[Dataset items]
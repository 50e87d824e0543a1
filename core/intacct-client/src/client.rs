//! HTTP client for the XML gateway.

use crate::config::ClientConfig;
use crate::envelope::{Function, RequestEnvelope};
use crate::error::{ClientError, ClientResult};
use crate::response::ResponseEnvelope;
use async_trait::async_trait;
use intacct_types::{EntityId, Record};
use reqwest::Client;
use reqwest::header::CONTENT_TYPE;
use serde_json::Value;
use std::collections::BTreeSet;
use tracing::{debug, warn};

/// Fields that identify an entity in `readEntityDetails` output, by priority.
const ENTITY_ID_FIELDS: &[&str] = &["ENTITYID", "LOCATIONID", "ID"];

/// Maximum number of body characters kept in HTTP error messages.
const MAX_ERROR_BODY_CHARS: usize = 500;

/// One page of a query result set.
#[derive(Debug, Clone, Default, PartialEq)]
pub struct QueryResult {
    /// Records in the order the gateway returned them.
    pub records: Vec<Record>,
    /// Continuation token for the next page, if any.
    pub result_id: Option<String>,
    /// Records left in the result set after this page.
    pub num_remaining: u64,
}

/// The gateway operations the sync engine relies on.
#[async_trait]
pub trait IntacctApi: Send + Sync {
    /// Lists the entities the user can access, deduplicated and sorted.
    async fn read_entity_details(&self) -> ClientResult<Vec<EntityId>>;

    /// Describes an object's declared fields.
    async fn lookup(&self, object: &str, entity: Option<&EntityId>) -> ClientResult<Record>;

    /// Runs a filtered query and returns its first page.
    async fn read_by_query(
        &self,
        object: &str,
        fields: &[&str],
        query: &str,
        page_size: u32,
        entity: Option<&EntityId>,
    ) -> ClientResult<QueryResult>;

    /// Fetches the next page of a result set.
    async fn read_more(&self, result_id: &str, entity: Option<&EntityId>)
    -> ClientResult<QueryResult>;

    /// Reads full records by key.
    async fn read(
        &self,
        object: &str,
        keys: &[&str],
        fields: &[&str],
        entity: Option<&EntityId>,
    ) -> ClientResult<Vec<Record>>;
}

/// Gateway client holding one HTTP session for its whole lifetime.
pub struct IntacctClient {
    config: ClientConfig,
    http: Client,
}

impl IntacctClient {
    /// Creates a client for the given configuration.
    pub fn new(config: ClientConfig) -> ClientResult<Self> {
        let http = Client::builder().timeout(config.timeout).build()?;
        Ok(Self { config, http })
    }

    /// Returns the client configuration.
    pub fn config(&self) -> &ClientConfig {
        &self.config
    }

    /// Sends one function call, retrying transient failures.
    async fn call(
        &self,
        function: Function,
        entity: Option<&EntityId>,
    ) -> ClientResult<ResponseEnvelope> {
        let name = function.name();
        let envelope = RequestEnvelope::new(function, entity.cloned());
        let body = envelope.to_xml(&self.config.credentials)?;
        let retry = &self.config.retry;

        let mut attempt: u32 = 0;
        loop {
            attempt += 1;
            debug!(
                function = name,
                control_id = %envelope.control_id,
                entity = ?entity.map(EntityId::as_str),
                attempt,
                "Calling gateway"
            );

            match self.send_once(name, &body).await {
                Ok(response) => return Ok(response),
                Err(e) if e.is_transient() && attempt < retry.max_attempts => {
                    let delay = retry.delay_for_attempt(attempt - 1);
                    warn!(
                        "Transient failure in {} (attempt {}/{}), retrying in {:?}: {}",
                        name, attempt, retry.max_attempts, delay, e
                    );
                    tokio::time::sleep(delay).await;
                }
                Err(e) => return Err(e),
            }
        }
    }

    async fn send_once(&self, name: &str, body: &str) -> ClientResult<ResponseEnvelope> {
        let response = self
            .http
            .post(&self.config.api_url)
            .header(CONTENT_TYPE, "application/xml")
            .body(body.to_owned())
            .send()
            .await?;

        let status = response.status();
        if status.is_server_error() {
            return Err(ClientError::Transient(format!(
                "HTTP {} for {name}",
                status.as_u16()
            )));
        }

        let text = response.text().await?;
        if status.is_client_error() {
            return Err(ClientError::Http {
                status: status.as_u16(),
                function: name.to_string(),
                body: text.chars().take(MAX_ERROR_BODY_CHARS).collect(),
            });
        }

        let envelope = ResponseEnvelope::parse(&text)?;
        envelope.check()?;
        Ok(envelope)
    }

    fn page_from(envelope: &ResponseEnvelope) -> QueryResult {
        QueryResult {
            records: envelope.records(),
            result_id: envelope.result_id().map(str::to_string),
            num_remaining: envelope.num_remaining(),
        }
    }
}

#[async_trait]
impl IntacctApi for IntacctClient {
    async fn read_entity_details(&self) -> ClientResult<Vec<EntityId>> {
        let envelope = self.call(Function::ReadEntityDetails, None).await?;
        let ids: BTreeSet<EntityId> = envelope
            .records()
            .iter()
            .filter_map(|record| {
                ENTITY_ID_FIELDS.iter().find_map(|field| match record.get(*field) {
                    Some(Value::String(id)) if !id.is_empty() => Some(EntityId::new(id.as_str())),
                    _ => None,
                })
            })
            .collect();
        Ok(ids.into_iter().collect())
    }

    async fn lookup(&self, object: &str, entity: Option<&EntityId>) -> ClientResult<Record> {
        let function = Function::Lookup {
            object: object.to_string(),
        };
        let envelope = self.call(function, entity).await?;
        Ok(envelope.records().into_iter().next().unwrap_or_default())
    }

    async fn read_by_query(
        &self,
        object: &str,
        fields: &[&str],
        query: &str,
        page_size: u32,
        entity: Option<&EntityId>,
    ) -> ClientResult<QueryResult> {
        let function = Function::ReadByQuery {
            object: object.to_string(),
            fields: fields.iter().map(|f| f.to_string()).collect(),
            query: query.to_string(),
            page_size,
        };
        let envelope = self.call(function, entity).await?;
        Ok(Self::page_from(&envelope))
    }

    async fn read_more(
        &self,
        result_id: &str,
        entity: Option<&EntityId>,
    ) -> ClientResult<QueryResult> {
        let function = Function::ReadMore {
            result_id: result_id.to_string(),
        };
        let envelope = self.call(function, entity).await?;
        let mut page = Self::page_from(&envelope);
        if page.result_id.is_none() {
            page.result_id = Some(result_id.to_string());
        }
        Ok(page)
    }

    async fn read(
        &self,
        object: &str,
        keys: &[&str],
        fields: &[&str],
        entity: Option<&EntityId>,
    ) -> ClientResult<Vec<Record>> {
        let function = Function::Read {
            object: object.to_string(),
            keys: keys.iter().map(|k| k.to_string()).collect(),
            fields: fields.iter().map(|f| f.to_string()).collect(),
        };
        let envelope = self.call(function, entity).await?;
        Ok(envelope.records())
    }
}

■ Prompt ■
For the string "RequestEnvelope", search the preceding data and copy every line that includes it.

■ Answer below ■
use crate::envelope::{Function, RequestEnvelope};
        let envelope = RequestEnvelope::new(function, entity.cloned());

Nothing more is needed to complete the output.